*DATASET RECORDS*
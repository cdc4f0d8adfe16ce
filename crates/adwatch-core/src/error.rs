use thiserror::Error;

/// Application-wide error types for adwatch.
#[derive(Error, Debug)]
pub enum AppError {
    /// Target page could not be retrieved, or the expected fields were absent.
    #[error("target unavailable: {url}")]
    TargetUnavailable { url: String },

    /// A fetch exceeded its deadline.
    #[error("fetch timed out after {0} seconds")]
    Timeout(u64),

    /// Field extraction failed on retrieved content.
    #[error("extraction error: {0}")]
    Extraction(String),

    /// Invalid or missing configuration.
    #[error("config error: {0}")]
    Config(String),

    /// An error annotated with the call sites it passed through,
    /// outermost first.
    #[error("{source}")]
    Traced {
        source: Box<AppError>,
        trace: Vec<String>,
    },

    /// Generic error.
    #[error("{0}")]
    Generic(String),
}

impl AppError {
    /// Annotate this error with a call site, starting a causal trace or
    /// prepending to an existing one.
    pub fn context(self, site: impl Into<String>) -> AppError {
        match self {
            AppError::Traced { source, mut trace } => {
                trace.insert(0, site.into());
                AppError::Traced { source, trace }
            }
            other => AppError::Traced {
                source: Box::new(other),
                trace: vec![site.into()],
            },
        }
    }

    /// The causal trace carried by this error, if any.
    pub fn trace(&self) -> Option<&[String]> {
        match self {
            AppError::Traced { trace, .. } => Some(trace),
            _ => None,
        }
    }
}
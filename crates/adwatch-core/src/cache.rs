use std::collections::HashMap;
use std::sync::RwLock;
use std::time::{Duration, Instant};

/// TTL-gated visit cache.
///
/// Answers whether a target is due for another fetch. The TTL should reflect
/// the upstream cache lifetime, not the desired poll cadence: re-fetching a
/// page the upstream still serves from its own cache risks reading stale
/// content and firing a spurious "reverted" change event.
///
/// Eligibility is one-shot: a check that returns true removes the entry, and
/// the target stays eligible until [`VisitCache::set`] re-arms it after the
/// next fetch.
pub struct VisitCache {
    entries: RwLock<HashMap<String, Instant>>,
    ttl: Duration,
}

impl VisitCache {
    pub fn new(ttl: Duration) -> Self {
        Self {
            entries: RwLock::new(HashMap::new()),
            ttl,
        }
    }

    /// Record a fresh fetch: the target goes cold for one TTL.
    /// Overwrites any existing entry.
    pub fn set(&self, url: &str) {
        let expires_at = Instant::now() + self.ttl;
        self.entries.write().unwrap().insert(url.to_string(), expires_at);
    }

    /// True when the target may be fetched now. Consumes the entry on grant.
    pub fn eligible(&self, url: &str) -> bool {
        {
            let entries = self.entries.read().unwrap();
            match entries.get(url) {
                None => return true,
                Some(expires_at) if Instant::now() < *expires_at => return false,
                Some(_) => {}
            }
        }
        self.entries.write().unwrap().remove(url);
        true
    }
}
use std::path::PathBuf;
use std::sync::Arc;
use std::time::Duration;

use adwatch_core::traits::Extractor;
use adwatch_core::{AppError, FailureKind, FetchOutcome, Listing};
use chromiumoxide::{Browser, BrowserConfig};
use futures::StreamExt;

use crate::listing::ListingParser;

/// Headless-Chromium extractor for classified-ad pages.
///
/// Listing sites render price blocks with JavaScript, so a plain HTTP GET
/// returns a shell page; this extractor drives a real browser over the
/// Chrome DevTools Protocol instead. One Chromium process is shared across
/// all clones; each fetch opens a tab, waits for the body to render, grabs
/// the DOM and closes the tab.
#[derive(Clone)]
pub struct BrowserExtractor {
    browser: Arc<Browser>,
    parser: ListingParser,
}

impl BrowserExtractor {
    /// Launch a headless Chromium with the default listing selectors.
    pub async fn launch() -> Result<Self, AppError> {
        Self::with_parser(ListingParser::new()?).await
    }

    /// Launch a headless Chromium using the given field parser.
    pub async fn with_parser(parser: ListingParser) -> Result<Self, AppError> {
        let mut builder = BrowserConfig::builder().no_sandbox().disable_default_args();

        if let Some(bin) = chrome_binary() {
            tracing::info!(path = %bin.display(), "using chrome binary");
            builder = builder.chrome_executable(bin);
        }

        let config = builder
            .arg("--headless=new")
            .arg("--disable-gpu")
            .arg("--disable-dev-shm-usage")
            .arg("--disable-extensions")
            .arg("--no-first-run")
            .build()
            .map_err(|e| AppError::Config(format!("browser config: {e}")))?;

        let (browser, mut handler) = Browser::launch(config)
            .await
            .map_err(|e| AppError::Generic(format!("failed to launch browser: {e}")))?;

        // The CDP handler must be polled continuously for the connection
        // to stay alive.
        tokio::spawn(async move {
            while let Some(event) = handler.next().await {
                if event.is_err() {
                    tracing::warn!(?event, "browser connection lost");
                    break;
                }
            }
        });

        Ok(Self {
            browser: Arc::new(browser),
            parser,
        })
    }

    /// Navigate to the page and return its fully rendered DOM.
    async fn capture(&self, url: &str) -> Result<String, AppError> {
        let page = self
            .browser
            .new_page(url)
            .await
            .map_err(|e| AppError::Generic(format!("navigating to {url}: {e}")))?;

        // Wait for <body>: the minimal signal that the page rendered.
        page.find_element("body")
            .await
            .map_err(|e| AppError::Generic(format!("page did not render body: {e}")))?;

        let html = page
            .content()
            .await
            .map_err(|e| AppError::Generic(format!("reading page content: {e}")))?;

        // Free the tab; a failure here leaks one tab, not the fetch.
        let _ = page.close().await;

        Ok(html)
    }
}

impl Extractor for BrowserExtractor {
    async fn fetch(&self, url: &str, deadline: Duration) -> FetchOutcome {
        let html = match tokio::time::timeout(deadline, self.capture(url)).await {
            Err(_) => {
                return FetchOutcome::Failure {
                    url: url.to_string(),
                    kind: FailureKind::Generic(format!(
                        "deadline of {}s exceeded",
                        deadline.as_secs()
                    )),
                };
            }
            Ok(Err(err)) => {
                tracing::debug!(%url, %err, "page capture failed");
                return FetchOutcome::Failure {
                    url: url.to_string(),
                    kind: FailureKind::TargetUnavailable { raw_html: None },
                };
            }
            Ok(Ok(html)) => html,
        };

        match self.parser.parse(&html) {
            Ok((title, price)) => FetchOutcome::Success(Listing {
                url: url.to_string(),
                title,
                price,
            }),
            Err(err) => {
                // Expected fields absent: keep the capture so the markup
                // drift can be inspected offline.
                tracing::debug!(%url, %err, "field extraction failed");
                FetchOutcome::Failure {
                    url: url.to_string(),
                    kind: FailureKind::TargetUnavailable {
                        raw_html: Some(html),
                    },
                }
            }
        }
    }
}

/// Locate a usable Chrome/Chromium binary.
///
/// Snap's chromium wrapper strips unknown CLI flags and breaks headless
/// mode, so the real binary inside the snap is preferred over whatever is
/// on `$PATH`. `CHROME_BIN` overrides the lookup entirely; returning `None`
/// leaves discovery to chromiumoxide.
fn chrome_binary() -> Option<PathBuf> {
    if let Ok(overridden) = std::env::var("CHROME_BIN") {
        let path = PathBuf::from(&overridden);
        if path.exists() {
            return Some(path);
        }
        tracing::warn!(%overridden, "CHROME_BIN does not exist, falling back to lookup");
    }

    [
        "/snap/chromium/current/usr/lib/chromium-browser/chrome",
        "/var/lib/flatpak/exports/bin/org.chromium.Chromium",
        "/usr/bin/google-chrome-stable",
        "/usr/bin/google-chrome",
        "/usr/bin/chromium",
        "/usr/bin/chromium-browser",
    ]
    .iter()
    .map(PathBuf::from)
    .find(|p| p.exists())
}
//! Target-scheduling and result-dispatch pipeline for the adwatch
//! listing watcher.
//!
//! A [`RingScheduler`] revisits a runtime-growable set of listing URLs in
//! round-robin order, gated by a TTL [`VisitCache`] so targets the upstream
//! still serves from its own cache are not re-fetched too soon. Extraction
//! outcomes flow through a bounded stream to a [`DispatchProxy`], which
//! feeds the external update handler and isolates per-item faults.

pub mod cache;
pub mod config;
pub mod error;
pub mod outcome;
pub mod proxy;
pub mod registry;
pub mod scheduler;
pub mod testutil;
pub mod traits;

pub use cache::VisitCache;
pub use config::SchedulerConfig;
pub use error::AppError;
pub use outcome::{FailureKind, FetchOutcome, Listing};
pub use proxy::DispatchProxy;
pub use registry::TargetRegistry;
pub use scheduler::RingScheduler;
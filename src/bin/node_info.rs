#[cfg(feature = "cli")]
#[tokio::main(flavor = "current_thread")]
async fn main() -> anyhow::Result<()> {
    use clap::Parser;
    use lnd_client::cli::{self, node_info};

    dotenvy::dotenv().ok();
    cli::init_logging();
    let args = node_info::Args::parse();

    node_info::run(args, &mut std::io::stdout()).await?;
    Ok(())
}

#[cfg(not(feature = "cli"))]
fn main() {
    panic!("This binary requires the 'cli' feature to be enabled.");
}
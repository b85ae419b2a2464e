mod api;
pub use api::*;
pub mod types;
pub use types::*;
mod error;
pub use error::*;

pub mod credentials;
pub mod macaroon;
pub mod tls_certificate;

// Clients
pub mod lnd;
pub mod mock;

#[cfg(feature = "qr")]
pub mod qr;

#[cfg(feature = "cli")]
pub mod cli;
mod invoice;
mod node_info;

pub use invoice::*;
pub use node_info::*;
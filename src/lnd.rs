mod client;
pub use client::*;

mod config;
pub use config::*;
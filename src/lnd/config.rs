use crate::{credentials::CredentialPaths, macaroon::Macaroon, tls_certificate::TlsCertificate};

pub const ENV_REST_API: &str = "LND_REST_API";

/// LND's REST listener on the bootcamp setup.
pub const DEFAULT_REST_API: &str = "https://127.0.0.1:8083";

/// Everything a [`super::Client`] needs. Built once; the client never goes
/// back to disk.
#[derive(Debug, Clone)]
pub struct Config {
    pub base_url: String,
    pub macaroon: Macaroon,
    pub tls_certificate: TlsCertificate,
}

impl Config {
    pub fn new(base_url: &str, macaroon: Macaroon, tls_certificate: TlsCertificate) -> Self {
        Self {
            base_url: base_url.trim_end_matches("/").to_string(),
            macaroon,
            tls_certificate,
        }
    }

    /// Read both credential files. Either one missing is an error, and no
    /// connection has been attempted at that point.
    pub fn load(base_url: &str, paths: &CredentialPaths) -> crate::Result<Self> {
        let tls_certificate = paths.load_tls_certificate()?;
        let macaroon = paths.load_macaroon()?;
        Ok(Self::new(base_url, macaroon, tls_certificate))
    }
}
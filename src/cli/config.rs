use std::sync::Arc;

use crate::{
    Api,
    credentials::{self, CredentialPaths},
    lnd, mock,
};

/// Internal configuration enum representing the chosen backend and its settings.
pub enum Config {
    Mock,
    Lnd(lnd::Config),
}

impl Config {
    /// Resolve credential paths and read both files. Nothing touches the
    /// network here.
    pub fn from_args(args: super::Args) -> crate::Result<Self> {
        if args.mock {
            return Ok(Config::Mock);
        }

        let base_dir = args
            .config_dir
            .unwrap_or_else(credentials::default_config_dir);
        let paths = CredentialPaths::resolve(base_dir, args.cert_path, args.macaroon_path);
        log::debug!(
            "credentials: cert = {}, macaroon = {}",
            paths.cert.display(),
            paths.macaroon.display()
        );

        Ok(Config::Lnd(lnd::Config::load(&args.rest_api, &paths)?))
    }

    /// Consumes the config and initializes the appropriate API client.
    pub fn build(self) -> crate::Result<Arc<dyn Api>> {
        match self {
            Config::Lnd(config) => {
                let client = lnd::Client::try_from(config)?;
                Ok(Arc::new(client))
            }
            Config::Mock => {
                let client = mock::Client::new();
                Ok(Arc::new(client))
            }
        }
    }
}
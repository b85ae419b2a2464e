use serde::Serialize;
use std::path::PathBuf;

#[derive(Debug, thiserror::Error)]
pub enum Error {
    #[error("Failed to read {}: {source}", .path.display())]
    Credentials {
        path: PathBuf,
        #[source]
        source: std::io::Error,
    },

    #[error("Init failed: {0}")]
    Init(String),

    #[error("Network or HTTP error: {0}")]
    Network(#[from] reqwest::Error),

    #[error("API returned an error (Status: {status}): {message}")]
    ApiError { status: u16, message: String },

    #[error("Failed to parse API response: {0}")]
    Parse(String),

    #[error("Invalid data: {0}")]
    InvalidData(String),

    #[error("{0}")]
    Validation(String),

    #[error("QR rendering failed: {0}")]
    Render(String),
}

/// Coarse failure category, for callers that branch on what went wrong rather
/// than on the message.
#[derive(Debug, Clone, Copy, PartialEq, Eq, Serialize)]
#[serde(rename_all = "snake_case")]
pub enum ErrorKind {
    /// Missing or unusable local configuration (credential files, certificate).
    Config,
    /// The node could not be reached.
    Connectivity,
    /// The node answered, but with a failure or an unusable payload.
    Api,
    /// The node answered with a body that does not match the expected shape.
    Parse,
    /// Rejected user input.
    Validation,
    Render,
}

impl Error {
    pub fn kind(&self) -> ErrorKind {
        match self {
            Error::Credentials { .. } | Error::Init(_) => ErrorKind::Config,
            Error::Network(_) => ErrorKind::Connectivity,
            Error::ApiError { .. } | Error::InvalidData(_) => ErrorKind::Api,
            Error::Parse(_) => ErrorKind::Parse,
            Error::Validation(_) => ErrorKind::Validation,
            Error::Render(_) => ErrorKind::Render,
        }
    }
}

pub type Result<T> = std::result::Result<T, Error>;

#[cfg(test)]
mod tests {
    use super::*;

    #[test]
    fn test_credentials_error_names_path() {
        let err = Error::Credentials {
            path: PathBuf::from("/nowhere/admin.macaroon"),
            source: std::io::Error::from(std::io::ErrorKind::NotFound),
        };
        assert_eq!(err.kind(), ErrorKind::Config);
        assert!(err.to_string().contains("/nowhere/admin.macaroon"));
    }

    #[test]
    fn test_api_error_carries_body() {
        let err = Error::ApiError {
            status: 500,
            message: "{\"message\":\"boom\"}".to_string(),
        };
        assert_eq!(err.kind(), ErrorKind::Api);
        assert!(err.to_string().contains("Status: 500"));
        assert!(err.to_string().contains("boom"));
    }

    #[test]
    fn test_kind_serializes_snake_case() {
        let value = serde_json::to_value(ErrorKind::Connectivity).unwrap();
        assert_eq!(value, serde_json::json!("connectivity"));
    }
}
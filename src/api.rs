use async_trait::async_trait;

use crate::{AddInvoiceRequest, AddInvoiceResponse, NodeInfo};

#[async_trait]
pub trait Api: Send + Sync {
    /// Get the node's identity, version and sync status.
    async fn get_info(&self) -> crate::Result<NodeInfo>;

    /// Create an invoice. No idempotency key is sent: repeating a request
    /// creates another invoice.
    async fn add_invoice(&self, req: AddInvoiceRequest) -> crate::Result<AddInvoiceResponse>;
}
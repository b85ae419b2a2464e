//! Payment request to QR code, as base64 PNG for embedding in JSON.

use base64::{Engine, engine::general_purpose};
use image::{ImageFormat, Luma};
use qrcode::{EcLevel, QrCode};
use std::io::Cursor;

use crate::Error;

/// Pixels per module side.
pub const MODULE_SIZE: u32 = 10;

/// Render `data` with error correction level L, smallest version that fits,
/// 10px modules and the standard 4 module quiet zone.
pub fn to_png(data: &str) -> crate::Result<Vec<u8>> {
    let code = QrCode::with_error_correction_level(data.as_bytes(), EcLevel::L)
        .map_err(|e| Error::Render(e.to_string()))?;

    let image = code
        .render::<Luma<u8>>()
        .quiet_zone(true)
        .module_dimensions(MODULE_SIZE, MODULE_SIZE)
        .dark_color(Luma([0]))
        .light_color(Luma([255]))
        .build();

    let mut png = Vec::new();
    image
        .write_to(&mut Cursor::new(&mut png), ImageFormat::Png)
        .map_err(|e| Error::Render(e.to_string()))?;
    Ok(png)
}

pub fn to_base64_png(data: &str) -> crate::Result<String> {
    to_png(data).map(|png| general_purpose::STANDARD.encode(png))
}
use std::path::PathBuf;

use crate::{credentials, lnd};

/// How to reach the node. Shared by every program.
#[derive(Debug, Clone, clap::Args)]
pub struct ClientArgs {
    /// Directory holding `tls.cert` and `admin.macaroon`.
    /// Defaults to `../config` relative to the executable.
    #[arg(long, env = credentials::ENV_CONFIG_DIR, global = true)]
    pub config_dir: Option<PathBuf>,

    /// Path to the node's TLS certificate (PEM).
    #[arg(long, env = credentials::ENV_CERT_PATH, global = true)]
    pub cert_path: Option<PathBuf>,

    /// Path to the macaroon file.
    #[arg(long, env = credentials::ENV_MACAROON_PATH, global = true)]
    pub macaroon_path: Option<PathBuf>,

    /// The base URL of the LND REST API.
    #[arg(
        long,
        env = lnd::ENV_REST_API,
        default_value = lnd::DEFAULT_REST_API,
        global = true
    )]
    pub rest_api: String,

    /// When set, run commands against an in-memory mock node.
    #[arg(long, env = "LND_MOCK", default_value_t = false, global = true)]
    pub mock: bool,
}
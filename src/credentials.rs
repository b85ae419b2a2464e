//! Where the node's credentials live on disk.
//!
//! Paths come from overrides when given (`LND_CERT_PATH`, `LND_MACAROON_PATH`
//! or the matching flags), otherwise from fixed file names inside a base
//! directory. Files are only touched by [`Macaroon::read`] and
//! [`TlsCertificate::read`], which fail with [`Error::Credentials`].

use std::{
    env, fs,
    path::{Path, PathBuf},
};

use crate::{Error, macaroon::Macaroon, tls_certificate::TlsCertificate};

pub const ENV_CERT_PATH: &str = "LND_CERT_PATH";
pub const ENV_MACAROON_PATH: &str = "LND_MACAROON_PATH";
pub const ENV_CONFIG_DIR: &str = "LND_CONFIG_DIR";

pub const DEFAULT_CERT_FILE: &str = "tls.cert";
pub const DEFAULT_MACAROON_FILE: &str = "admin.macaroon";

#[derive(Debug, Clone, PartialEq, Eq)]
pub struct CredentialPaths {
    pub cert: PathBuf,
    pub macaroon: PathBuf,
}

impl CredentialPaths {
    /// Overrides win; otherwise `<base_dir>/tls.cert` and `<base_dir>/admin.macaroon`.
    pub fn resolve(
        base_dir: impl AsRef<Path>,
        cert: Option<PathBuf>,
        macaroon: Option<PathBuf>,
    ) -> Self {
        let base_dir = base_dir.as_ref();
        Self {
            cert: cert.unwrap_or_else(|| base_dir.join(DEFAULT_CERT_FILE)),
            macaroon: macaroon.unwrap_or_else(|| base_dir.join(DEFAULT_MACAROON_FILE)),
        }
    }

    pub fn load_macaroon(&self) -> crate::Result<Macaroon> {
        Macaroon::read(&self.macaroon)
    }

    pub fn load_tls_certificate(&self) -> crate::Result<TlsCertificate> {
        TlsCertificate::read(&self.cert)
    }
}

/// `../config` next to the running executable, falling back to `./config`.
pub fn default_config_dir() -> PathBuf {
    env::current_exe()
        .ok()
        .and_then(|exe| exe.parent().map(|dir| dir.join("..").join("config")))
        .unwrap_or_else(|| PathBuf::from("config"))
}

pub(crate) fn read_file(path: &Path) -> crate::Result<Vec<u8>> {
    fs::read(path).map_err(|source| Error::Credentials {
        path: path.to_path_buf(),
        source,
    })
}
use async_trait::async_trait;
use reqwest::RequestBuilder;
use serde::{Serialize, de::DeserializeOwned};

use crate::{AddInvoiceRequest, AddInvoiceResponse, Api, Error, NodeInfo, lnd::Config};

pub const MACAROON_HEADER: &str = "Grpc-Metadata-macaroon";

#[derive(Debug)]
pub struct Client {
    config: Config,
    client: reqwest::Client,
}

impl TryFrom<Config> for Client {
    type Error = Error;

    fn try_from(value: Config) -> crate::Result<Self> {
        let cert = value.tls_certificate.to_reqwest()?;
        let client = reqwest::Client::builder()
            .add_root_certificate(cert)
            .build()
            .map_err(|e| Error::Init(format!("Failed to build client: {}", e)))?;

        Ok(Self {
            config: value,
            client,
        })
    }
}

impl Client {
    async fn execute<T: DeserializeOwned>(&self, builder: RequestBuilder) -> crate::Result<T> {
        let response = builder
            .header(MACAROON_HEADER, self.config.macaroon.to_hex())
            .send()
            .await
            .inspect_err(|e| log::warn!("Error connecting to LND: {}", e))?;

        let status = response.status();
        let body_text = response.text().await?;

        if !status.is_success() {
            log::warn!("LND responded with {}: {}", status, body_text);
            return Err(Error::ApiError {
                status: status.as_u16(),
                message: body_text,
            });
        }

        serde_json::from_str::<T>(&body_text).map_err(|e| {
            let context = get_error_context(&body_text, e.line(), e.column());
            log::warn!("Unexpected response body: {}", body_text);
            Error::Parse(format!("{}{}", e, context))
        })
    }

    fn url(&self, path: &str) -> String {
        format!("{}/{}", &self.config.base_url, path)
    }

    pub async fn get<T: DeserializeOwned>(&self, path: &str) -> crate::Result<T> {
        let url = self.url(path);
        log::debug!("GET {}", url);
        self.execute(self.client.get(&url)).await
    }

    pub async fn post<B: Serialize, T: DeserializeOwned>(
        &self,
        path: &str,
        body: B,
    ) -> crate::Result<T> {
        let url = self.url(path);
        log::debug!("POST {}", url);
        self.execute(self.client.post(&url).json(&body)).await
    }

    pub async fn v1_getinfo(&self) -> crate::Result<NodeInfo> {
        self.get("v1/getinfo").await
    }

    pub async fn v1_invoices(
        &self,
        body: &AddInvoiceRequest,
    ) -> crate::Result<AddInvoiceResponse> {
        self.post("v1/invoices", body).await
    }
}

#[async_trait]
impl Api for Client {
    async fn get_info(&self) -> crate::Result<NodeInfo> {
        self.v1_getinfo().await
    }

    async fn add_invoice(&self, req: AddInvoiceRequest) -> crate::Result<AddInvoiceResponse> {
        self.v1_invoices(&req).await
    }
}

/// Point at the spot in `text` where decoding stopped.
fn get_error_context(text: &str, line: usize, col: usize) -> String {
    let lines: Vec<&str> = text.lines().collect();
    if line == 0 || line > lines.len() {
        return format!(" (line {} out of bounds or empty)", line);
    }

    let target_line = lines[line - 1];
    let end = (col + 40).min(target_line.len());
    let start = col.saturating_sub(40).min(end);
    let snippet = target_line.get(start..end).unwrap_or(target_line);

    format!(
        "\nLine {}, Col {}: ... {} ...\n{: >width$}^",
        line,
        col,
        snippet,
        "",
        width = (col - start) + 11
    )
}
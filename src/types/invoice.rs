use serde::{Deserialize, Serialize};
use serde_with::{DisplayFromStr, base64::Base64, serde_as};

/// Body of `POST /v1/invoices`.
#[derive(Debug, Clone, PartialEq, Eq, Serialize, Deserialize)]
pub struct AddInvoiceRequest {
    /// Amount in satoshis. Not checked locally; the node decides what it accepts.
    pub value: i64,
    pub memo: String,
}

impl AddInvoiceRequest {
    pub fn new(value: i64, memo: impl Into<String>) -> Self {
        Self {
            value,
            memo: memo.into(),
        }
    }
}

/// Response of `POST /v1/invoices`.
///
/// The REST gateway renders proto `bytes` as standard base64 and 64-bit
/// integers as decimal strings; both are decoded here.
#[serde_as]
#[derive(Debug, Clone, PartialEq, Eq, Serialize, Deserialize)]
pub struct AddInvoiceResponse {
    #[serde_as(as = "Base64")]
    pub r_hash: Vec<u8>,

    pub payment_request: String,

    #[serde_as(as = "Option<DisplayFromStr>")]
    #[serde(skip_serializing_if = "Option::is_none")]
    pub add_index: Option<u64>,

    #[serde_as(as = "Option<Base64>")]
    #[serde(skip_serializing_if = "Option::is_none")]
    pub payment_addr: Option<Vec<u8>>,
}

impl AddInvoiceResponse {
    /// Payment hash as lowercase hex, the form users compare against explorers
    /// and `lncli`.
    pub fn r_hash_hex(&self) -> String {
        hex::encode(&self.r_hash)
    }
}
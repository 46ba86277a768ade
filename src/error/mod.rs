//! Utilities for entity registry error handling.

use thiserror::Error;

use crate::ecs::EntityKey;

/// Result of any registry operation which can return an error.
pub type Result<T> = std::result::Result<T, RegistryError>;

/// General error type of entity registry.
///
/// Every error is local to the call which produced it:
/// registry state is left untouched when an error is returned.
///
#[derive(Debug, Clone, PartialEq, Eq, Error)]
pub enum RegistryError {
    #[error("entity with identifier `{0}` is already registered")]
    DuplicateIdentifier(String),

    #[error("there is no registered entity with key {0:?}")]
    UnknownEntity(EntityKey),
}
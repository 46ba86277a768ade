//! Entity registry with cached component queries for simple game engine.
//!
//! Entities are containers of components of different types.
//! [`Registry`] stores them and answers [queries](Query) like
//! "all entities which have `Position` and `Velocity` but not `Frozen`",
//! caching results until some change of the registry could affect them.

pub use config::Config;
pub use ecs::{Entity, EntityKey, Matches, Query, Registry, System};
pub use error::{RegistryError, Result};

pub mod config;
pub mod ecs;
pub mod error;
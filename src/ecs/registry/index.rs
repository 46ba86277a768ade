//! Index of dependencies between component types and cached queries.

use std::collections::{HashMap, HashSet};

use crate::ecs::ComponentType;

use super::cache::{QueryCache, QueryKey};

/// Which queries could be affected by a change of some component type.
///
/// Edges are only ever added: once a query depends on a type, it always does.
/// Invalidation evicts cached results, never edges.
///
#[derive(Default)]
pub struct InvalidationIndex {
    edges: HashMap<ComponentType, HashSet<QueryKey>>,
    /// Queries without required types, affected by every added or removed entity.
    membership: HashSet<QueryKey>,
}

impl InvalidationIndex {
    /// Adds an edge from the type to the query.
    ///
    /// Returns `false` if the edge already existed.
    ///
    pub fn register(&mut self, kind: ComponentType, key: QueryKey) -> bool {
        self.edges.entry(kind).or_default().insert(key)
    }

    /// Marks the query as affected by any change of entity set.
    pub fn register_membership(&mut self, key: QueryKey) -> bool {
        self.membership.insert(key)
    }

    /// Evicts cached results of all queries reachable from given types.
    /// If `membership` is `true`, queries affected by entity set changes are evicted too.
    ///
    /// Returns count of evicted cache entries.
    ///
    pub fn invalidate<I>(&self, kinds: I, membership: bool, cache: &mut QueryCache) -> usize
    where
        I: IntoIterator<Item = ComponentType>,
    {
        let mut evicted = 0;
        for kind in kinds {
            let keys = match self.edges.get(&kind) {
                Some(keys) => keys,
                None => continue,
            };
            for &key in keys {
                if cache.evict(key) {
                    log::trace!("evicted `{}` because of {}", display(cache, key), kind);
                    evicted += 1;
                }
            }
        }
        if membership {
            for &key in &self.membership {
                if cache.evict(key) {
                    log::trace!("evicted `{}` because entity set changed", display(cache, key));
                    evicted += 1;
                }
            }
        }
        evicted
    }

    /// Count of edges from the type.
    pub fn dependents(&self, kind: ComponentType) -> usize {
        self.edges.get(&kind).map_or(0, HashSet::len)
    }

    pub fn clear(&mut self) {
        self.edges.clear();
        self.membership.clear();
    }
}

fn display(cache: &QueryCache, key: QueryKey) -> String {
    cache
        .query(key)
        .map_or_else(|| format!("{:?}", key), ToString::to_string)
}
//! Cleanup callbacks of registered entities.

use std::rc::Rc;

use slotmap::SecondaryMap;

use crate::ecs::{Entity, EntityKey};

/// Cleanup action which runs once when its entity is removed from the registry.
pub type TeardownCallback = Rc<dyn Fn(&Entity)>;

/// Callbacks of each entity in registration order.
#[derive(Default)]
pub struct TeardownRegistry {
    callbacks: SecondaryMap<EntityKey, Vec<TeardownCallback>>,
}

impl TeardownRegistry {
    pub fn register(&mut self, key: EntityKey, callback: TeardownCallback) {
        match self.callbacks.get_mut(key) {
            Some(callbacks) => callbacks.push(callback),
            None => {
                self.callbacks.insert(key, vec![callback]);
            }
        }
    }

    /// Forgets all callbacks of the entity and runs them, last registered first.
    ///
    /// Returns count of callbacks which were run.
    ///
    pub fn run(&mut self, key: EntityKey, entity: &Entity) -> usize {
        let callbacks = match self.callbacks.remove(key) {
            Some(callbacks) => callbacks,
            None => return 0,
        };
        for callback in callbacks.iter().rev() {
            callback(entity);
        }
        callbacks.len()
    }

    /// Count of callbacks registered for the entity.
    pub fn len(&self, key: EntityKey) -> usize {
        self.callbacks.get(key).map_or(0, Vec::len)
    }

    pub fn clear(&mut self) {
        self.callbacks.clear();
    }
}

*EXERCISE*
How many lines of the data contain the word "cached"? Answer with the number alone.

*TASK OUTPUT*
4